ACTIVITY: Report each line of the data that includes the word "pixels".

WORKING DATA:
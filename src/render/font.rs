//! Tiny 3x5 bitmap font for overlay labels.
//!
//! Covers digits, A-Z and a little punctuation. Lowercase input is drawn as
//! uppercase; anything else falls back to `?`.

use image::{Rgb, RgbImage};

/// Glyph width in font pixels
pub const GLYPH_WIDTH: u32 = 3;
/// Glyph height in font pixels
pub const GLYPH_HEIGHT: u32 = 5;
/// Horizontal advance per character in font pixels
const ADVANCE: u32 = GLYPH_WIDTH + 1;

/// Rows top to bottom, bit 2 = leftmost column
fn glyph(c: char) -> [u8; 5] {
    match c.to_ascii_uppercase() {
        '0' => [0b111, 0b101, 0b101, 0b101, 0b111],
        '1' => [0b010, 0b110, 0b010, 0b010, 0b111],
        '2' => [0b111, 0b001, 0b111, 0b100, 0b111],
        '3' => [0b111, 0b001, 0b111, 0b001, 0b111],
        '4' => [0b101, 0b101, 0b111, 0b001, 0b001],
        '5' => [0b111, 0b100, 0b111, 0b001, 0b111],
        '6' => [0b111, 0b100, 0b111, 0b101, 0b111],
        '7' => [0b111, 0b001, 0b001, 0b001, 0b001],
        '8' => [0b111, 0b101, 0b111, 0b101, 0b111],
        '9' => [0b111, 0b101, 0b111, 0b001, 0b111],
        'A' => [0b010, 0b101, 0b111, 0b101, 0b101],
        'B' => [0b110, 0b101, 0b110, 0b101, 0b110],
        'C' => [0b011, 0b100, 0b100, 0b100, 0b011],
        'D' => [0b110, 0b101, 0b101, 0b101, 0b110],
        'E' => [0b111, 0b100, 0b110, 0b100, 0b111],
        'F' => [0b111, 0b100, 0b110, 0b100, 0b100],
        'G' => [0b011, 0b100, 0b101, 0b101, 0b011],
        'H' => [0b101, 0b101, 0b111, 0b101, 0b101],
        'I' => [0b111, 0b010, 0b010, 0b010, 0b111],
        'J' => [0b001, 0b001, 0b001, 0b101, 0b010],
        'K' => [0b101, 0b101, 0b110, 0b101, 0b101],
        'L' => [0b100, 0b100, 0b100, 0b100, 0b111],
        'M' => [0b101, 0b111, 0b111, 0b101, 0b101],
        'N' => [0b110, 0b101, 0b101, 0b101, 0b101],
        'O' => [0b010, 0b101, 0b101, 0b101, 0b010],
        'P' => [0b110, 0b101, 0b110, 0b100, 0b100],
        'Q' => [0b010, 0b101, 0b101, 0b110, 0b011],
        'R' => [0b110, 0b101, 0b110, 0b101, 0b101],
        'S' => [0b011, 0b100, 0b010, 0b001, 0b110],
        'T' => [0b111, 0b010, 0b010, 0b010, 0b010],
        'U' => [0b101, 0b101, 0b101, 0b101, 0b111],
        'V' => [0b101, 0b101, 0b101, 0b101, 0b010],
        'W' => [0b101, 0b101, 0b111, 0b111, 0b101],
        'X' => [0b101, 0b101, 0b010, 0b101, 0b101],
        'Y' => [0b101, 0b101, 0b010, 0b010, 0b010],
        'Z' => [0b111, 0b001, 0b010, 0b100, 0b111],
        ':' => [0b000, 0b010, 0b000, 0b010, 0b000],
        '-' => [0b000, 0b000, 0b111, 0b000, 0b000],
        '.' => [0b000, 0b000, 0b000, 0b000, 0b010],
        ' ' => [0; 5],
        _ => [0b111, 0b001, 0b010, 0b000, 0b010],
    }
}

/// Rendered width of `text` in image pixels
pub fn text_width(text: &str, scale: u32) -> u32 {
    let n = text.chars().count() as u32;
    if n == 0 {
        return 0;
    }
    (n * ADVANCE - 1) * scale
}

/// Rendered height of a line in image pixels
pub fn text_height(scale: u32) -> u32 {
    GLYPH_HEIGHT * scale
}

/// Draw `text` with its top-left corner at (x, y). Clipped to the image.
pub fn draw_text(image: &mut RgbImage, text: &str, x: i64, y: i64, scale: u32, color: Rgb<u8>) {
    let scale = scale.max(1) as i64;
    let (w, h) = (image.width() as i64, image.height() as i64);

    for (i, c) in text.chars().enumerate() {
        let gx = x + i as i64 * ADVANCE as i64 * scale;
        for (row, bits) in glyph(c).iter().enumerate() {
            for col in 0..GLYPH_WIDTH as i64 {
                if bits & (0b100 >> col) == 0 {
                    continue;
                }
                let px0 = gx + col * scale;
                let py0 = y + row as i64 * scale;
                for py in py0.max(0)..(py0 + scale).min(h) {
                    for px in px0.max(0)..(px0 + scale).min(w) {
                        image.put_pixel(px as u32, py as u32, color);
                    }
                }
            }
        }
    }
}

RESULT FOR THIS EXERCISE:
/// Glyph width in font pixels
/// Glyph height in font pixels
/// Horizontal advance per character in font pixels
/// Rendered width of `text` in image pixels
/// Rendered height of a line in image pixels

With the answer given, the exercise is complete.